_HOW TO COMPLETE THIS TASK_: How many lines of the material below contain the string "Ship"? Answer with the number and nothing else.

:::::

#[cfg(test)]
mod tests {
    use super::*;
    use crate::project::{MemoryStorage, MemoryTable};

    fn store() -> (ProjectStore, MemoryStorage) {
        let storage = MemoryStorage::new();
        (ProjectStore::open(storage.clone()), storage)
    }

    #[test]
    fn first_load_creates_default_project() {
        let (store, _) = store();
        assert_eq!(store.current_id(), "default");
        assert_eq!(store.current().name, "Workspace 1");
        assert_eq!(store.len(), 1);
    }

    #[test]
    fn switch_creates_unseen_and_flushes_time() {
        let (mut store, _) = store();
        store.advance(Duration::from_secs(90));
        assert_eq!(store.switch_project("b"), SwitchOutcome::Created);
        assert_eq!(store.current().name, "Workspace 2");
        assert_eq!(store.time_spent(), 0);
        assert_eq!(store.get("default").unwrap().total_productivity_time, 90);
        assert_eq!(store.switch_project("b"), SwitchOutcome::Unchanged);
        assert_eq!(store.switch_project("default"), SwitchOutcome::Switched);
        assert_eq!(store.time_spent(), 90);
    }

    #[test]
    fn persist_writes_map_and_time_key() {
        let (mut store, storage) = store();
        store.add_entry(EntryKind::Note, "Finish report").unwrap();
        store.advance(Duration::from_millis(2500));
        store.persist().unwrap();
        let raw = storage.get(LOCAL_PROJECTS_KEY).unwrap().unwrap();
        assert!(raw.contains("\"totalProductivityTime\":2"));
        assert_eq!(
            storage.get("multispace-time-default").unwrap().as_deref(),
            Some("2")
        );

        let reopened = ProjectStore::open(storage);
        assert_eq!(reopened.current().notes, vec!["Finish report".to_string()]);
        assert_eq!(reopened.time_spent(), 2);
    }

    #[test]
    fn current_project_survives_reopen() {
        let (mut store, storage) = store();
        store.switch_project("b");
        store.persist().unwrap();
        let reopened = ProjectStore::open(storage.clone());
        assert_eq!(reopened.current_id(), "b");

        // A stale id falls back to the default project.
        let mut storage = storage;
        storage.set(LOCAL_CURRENT_KEY, "gone").unwrap();
        assert_eq!(ProjectStore::open(storage).current_id(), "default");
    }

    #[test]
    fn time_key_ahead_of_map_wins_on_load() {
        let mut storage = MemoryStorage::new();
        storage
            .set(LOCAL_PROJECTS_KEY, r#"{"default":{"id":"default","name":"W","totalProductivityTime":10}}"#)
            .unwrap();
        storage.set("multispace-time-default", "25").unwrap();
        let store = ProjectStore::open(storage);
        assert_eq!(store.time_spent(), 25);
    }

    #[test]
    fn malformed_local_data_yields_default() {
        let mut storage = MemoryStorage::new();
        storage.set(LOCAL_PROJECTS_KEY, "{not json").unwrap();
        let store = ProjectStore::open(storage);
        assert_eq!(store.current_id(), "default");
        assert_eq!(store.len(), 1);
    }

    #[test]
    fn create_project_uses_given_name() {
        let (mut store, _) = store();
        let id = store.create_project("  Thesis ");
        assert_eq!(store.current_id(), id);
        assert_eq!(store.current().name, "Thesis");
        let other = store.create_project("");
        assert_ne!(other, id);
        assert_eq!(store.current().name, "Workspace 3");
        assert_eq!(store.projects().len(), 3);
    }

    #[test]
    fn next_project_wraps_in_creation_order() {
        let (mut store, _) = store();
        let second = store.create_project("Second");
        store.switch_project("default");
        assert_eq!(store.next_project_id().as_deref(), Some(second.as_str()));
        store.switch_project(&second);
        assert_eq!(store.next_project_id().as_deref(), Some("default"));
    }

    #[test]
    fn sign_in_prefers_default_row_and_keeps_local_sessions() {
        let (mut store, _) = store();
        store.record_focus_session(25, Utc::now());
        store.persist().unwrap();

        let table = MemoryTable::new();
        let mut other = Project::new("x", "Remote X");
        other.total_productivity_time = 7;
        table.upsert(&WorkspaceRow::from_project(&other, "u1")).unwrap();
        let mut def = Project::new("default", "Remote Default");
        def.total_productivity_time = 40;
        table.upsert(&WorkspaceRow::from_project(&def, "u1")).unwrap();

        store.sign_in(Box::new(table.clone()), "u1").unwrap();
        assert_eq!(store.user_id(), Some("u1"));
        assert_eq!(store.current_id(), "default");
        assert_eq!(store.current().name, "Remote Default");
        assert_eq!(store.time_spent(), 40);
        assert_eq!(store.current().focus_sessions.len(), 1);
    }

    #[test]
    fn remote_failure_falls_back_to_local() {
        let (mut store, _) = store();
        store.add_entry(EntryKind::Goal, "Ship").unwrap();
        store.persist().unwrap();

        let table = MemoryTable::new();
        table.set_unavailable(true);
        store.sign_in(Box::new(table.clone()), "u1").unwrap();
        assert_eq!(store.current().goals, vec!["Ship".to_string()]);
        store.persist().unwrap();
        assert!(store.flush_remote().is_err());

        table.set_unavailable(false);
        store.persist().unwrap();
        store.flush_remote().unwrap();
        let rows = table.select_for_user("u1").unwrap();
        assert_eq!(rows.len(), 1);
        assert_eq!(rows[0].goals, Some(vec!["Ship".to_string()]));
        assert_eq!(rows[0].is_default, Some(true));
    }

    #[test]
    fn sign_in_leaves_signed_out_projects_untouched() {
        let (mut store, storage) = store();
        let thesis = store.create_project("Local Thesis");
        store.add_entry(EntryKind::Note, "draft").unwrap();
        store.persist().unwrap();

        let table = MemoryTable::new();
        table
            .upsert(&WorkspaceRow::from_project(&Project::new("default", "Cloud"), "u1"))
            .unwrap();
        store.sign_in(Box::new(table.clone()), "u1").unwrap();
        assert_eq!(store.current().name, "Cloud");
        assert!(store.get(&thesis).is_none());
        store.add_entry(EntryKind::Goal, "remote goal").unwrap();
        store.persist().unwrap();

        store.sign_out();
        assert!(matches!(store.backend(), Backend::Local));
        assert_eq!(store.current_id(), thesis);
        assert_eq!(store.current().notes, vec!["draft".to_string()]);
        assert!(store.get("default").unwrap().goals.is_empty());
        assert_eq!(table.rows()[0].goals, Some(vec!["remote goal".to_string()]));

        let reopened = ProjectStore::open(storage.clone());
        assert_eq!(reopened.get(&thesis).unwrap().name, "Local Thesis");
        assert_eq!(reopened.get("default").unwrap().name, "Workspace 1");

        // Signing back in picks up where the user left off.
        let mut store = ProjectStore::open(storage);
        store.sign_in(Box::new(table), "u1").unwrap();
        assert_eq!(store.current_id(), "default");
        assert_eq!(store.current().goals, vec!["remote goal".to_string()]);
    }

    #[test]
    fn replace_projects_drops_stale_time_keys() {
        let (mut store, storage) = store();
        store.switch_project("b");
        store.advance(Duration::from_secs(50));
        store.persist().unwrap();
        assert_eq!(storage.get("multispace-time-b").unwrap().as_deref(), Some("50"));

        let mut map = BTreeMap::new();
        let mut p = Project::new("default", "Workspace 1");
        p.total_productivity_time = 10;
        map.insert("default".to_string(), p);
        store.replace_projects(map);
        assert_eq!(storage.get("multispace-time-b").unwrap(), None);
        assert_eq!(store.current_id(), "default");
        assert_eq!(store.time_spent(), 10);
    }

    #[test]
    fn saved_dock_is_read_back() {
        let (mut store, storage) = store();
        assert!(store.saved_apps().is_none());
        let apps = vec![App::new("Mail", "https://mail.example.com", "✉")];
        store.save_apps(&apps).unwrap();
        assert_eq!(ProjectStore::open(storage.clone()).saved_apps(), Some(apps));

        let mut storage = storage;
        storage.set(LOCAL_APPS_KEY, "[oops").unwrap();
        assert!(ProjectStore::open(storage).saved_apps().is_none());
    }

    #[test]
    fn replace_projects_keeps_or_picks_current() {
        let (mut store, _) = store();
        let mut map = BTreeMap::new();
        let mut p = Project::new("ignored", "Imported");
        p.total_productivity_time = 12;
        map.insert("imp".to_string(), p);
        store.replace_projects(map);
        assert_eq!(store.current_id(), "imp");
        assert_eq!(store.current().id, "imp");
        assert_eq!(store.time_spent(), 12);
    }
}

:::::

_EXERCISE ANSWER_: 3